Both the above pictures were taken on a stop to remove outer clothing as the route up was pumping the heart, a real calorie burner. We continued on along the path which had quickly crossed the gill so we were holding this to our left. You go through a gate in a wall running horizontally along the fell and continue up, the steepness not relenting though at times on true rock, not grass routes. When the path finally begins to diminish in it's steepness you suddenly realise it seems to have disappeared. If you still hold to the line of the gill though, you will finally meet up with the more common Combe Gill route as it winds it's way up and beyond Thornythwaite Fell. We took a shortcut angling slightly to the right, as our summit was in sight.
Seathwaite Fell and Taylorgill Force, enveloped on it's plateau by the morning mist.
The farm hidden in the receding mist. Seatoller Fell and Grey Knotts as the backdrop, Dalehead on the distant horizon.
Looking back to Base Brown, Green and Great Gable beyond the Seathwaite Valley, Hind Crag framed by the remaining wisps.
Two of the team of three, summit ahead.
This is a lovely fell with excellent views of Borrowdale and Skiddaw opening up prior to the summit. There is a slight sting in the tale just prior to this summit though, a final scramble up a rocky outcrop before a 360 degree vista opens, taking in The Langdales, Bowfell and Great End to the east and south, to complement the previously mentioned northern views. This scramble can be avoided either to the left or right though the actual marked path takes you up through this.
Scramble route to the summit.
The summit cairn to our right from the scramble. 'The Beast' was first up and waits for the rest of the party.
Once on at the summit we took a bait stop at the horseshoe shelter just by the cairn. It's worth the time in good weather to take in these views. Those who think of the valleys of Langdale, Wasdale and Borrowdale being great distances apart are thinking as a car driver. As a walker they are actually quite close and it dawns on the inexperienced when at this summit.
Great Gable and the view to Wasdale.
Our next summit was to be Allen Crags, then to move on beyond the valley junction that is Esk Hause to Esk Pike, before turning back to take in Great End, intending on dropping down The Band to Sprinkling Tarn, onto Seathwaite Fell and finally back to the farm.
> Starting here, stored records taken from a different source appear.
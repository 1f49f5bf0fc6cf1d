//! Multi-deck shoe with shuffle, draw, and reshuffle policy.

use rand::Rng;
use rand::seq::SliceRandom;

use crate::card::{Card, DECK_SIZE, Rank, Suit};
use crate::error::{ConfigError, ShoeExhausted};

/// A shoe of one or more combined 52-card decks.
///
/// The top of the shoe is the end of the card vector; drawing pops from the
/// back. Immediately after any build or rebuild the shoe holds exactly
/// `deck_count * 52` cards, and the count strictly decreases with each draw.
///
/// Reshuffling is a policy decision taken between rounds, never a side
/// effect of [`draw`](Self::draw): the round engine calls
/// [`maybe_reshuffle`](Self::maybe_reshuffle) after settlement so a hand in
/// progress always plays out of an untouched sequence.
#[derive(Debug, Clone)]
pub struct Shoe {
    cards: Vec<Card>,
    deck_count: u32,
}

impl Shoe {
    /// Creates an unshuffled shoe of `deck_count` concatenated decks.
    ///
    /// # Errors
    ///
    /// Returns [`ConfigError::DeckCount`] if `deck_count` is zero.
    ///
    /// # Example
    ///
    /// ```
    /// use twentyone::Shoe;
    ///
    /// let shoe = Shoe::new(6).unwrap();
    /// assert_eq!(shoe.remaining(), 312);
    /// ```
    pub fn new(deck_count: u32) -> Result<Self, ConfigError> {
        if deck_count == 0 {
            return Err(ConfigError::DeckCount);
        }

        Ok(Self {
            cards: Self::build_cards(deck_count),
            deck_count,
        })
    }

    /// Creates a shoe with an explicit card sequence, order preserved.
    ///
    /// The last element of `cards` is the top of the shoe and will be drawn
    /// first. This is the hook for deterministic replays and tests; a
    /// subsequent rebuild restores the full `deck_count * 52` cards.
    ///
    /// # Errors
    ///
    /// Returns [`ConfigError::DeckCount`] if `deck_count` is zero.
    pub fn with_cards(deck_count: u32, cards: Vec<Card>) -> Result<Self, ConfigError> {
        if deck_count == 0 {
            return Err(ConfigError::DeckCount);
        }

        Ok(Self { cards, deck_count })
    }

    fn build_cards(deck_count: u32) -> Vec<Card> {
        let mut cards = Vec::with_capacity(deck_count as usize * DECK_SIZE);

        for _ in 0..deck_count {
            for suit in Suit::ALL {
                for rank in Rank::ALL {
                    cards.push(Card::new(rank, suit));
                }
            }
        }

        cards
    }

    /// Randomly permutes the shoe in place.
    ///
    /// The random source is injected so a seeded generator reproduces the
    /// exact same shuffle. Length is unchanged.
    pub fn shuffle<R: Rng + ?Sized>(&mut self, rng: &mut R) {
        self.cards.shuffle(rng);
    }

    /// Removes and returns the next card from the top of the shoe.
    ///
    /// # Errors
    ///
    /// Returns [`ShoeExhausted`] if the shoe is empty. With the reshuffle
    /// discipline in place this indicates a policy defect, but it is a
    /// defined failure rather than a panic.
    pub fn draw(&mut self) -> Result<Card, ShoeExhausted> {
        self.cards.pop().ok_or(ShoeExhausted)
    }

    /// Returns the number of cards remaining.
    #[must_use]
    pub fn remaining(&self) -> usize {
        self.cards.len()
    }

    /// Returns the number of decks the shoe was built from.
    #[must_use]
    pub const fn deck_count(&self) -> u32 {
        self.deck_count
    }

    /// Rebuilds and reshuffles the shoe if fewer than `threshold` cards
    /// remain.
    ///
    /// Returns `true` if a rebuild happened. Called by the round engine
    /// between rounds only, never while a hand is mid-resolution.
    pub fn maybe_reshuffle<R: Rng + ?Sized>(&mut self, threshold: usize, rng: &mut R) -> bool {
        if self.remaining() >= threshold {
            return false;
        }

        self.cards = Self::build_cards(self.deck_count);
        self.shuffle(rng);
        true
    }
}
//! A single-player blackjack round engine.
//!
//! The crate provides a [`Session`] type that manages the full round flow,
//! including betting, dealing, the player turn, the dealer's fixed drawing
//! policy, and settlement with exact integer-cent payouts. The engine
//! performs no I/O and no implicit randomness: shuffles come from a seeded
//! generator, so a terminal front end, a replay, and a test all drive it
//! the same way.
//!
//! # Example
//!
//! ```no_run
//! use twentyone::{Session, SessionConfig};
//!
//! let config = SessionConfig::default();
//! let session = Session::new(config, 42).unwrap();
//! let _ = session;
//! ```

pub mod card;
pub mod config;
pub mod error;
pub mod hand;
pub mod participant;
pub mod result;
pub mod session;
pub mod shoe;
pub mod stats;

// Re-export main types
pub use card::{Card, DECK_SIZE, Rank, Suit};
pub use config::SessionConfig;
pub use error::{ActionError, BetError, ConfigError, SettleError, ShoeExhausted};
pub use hand::Hand;
pub use participant::{Dealer, Player};
pub use result::{Outcome, Settlement};
pub use session::{Action, RoundPhase, RoundView, Session};
pub use shoe::Shoe;
pub use stats::SessionStats;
I say intending as we never managed this final fell, but more of that later. Glaramara is an easy fell to get disorientated on, there are a number of false summits that walkers aim for which can draw you away from the marked path. I mention this as there is one rocky outcrop where the path way is easy and any other is a possible fall, so do this fell in good weather if not used to it. We reached Allen Crags and the southern view, which was temporarily obscured, returned and opened up our route to Esk Pike.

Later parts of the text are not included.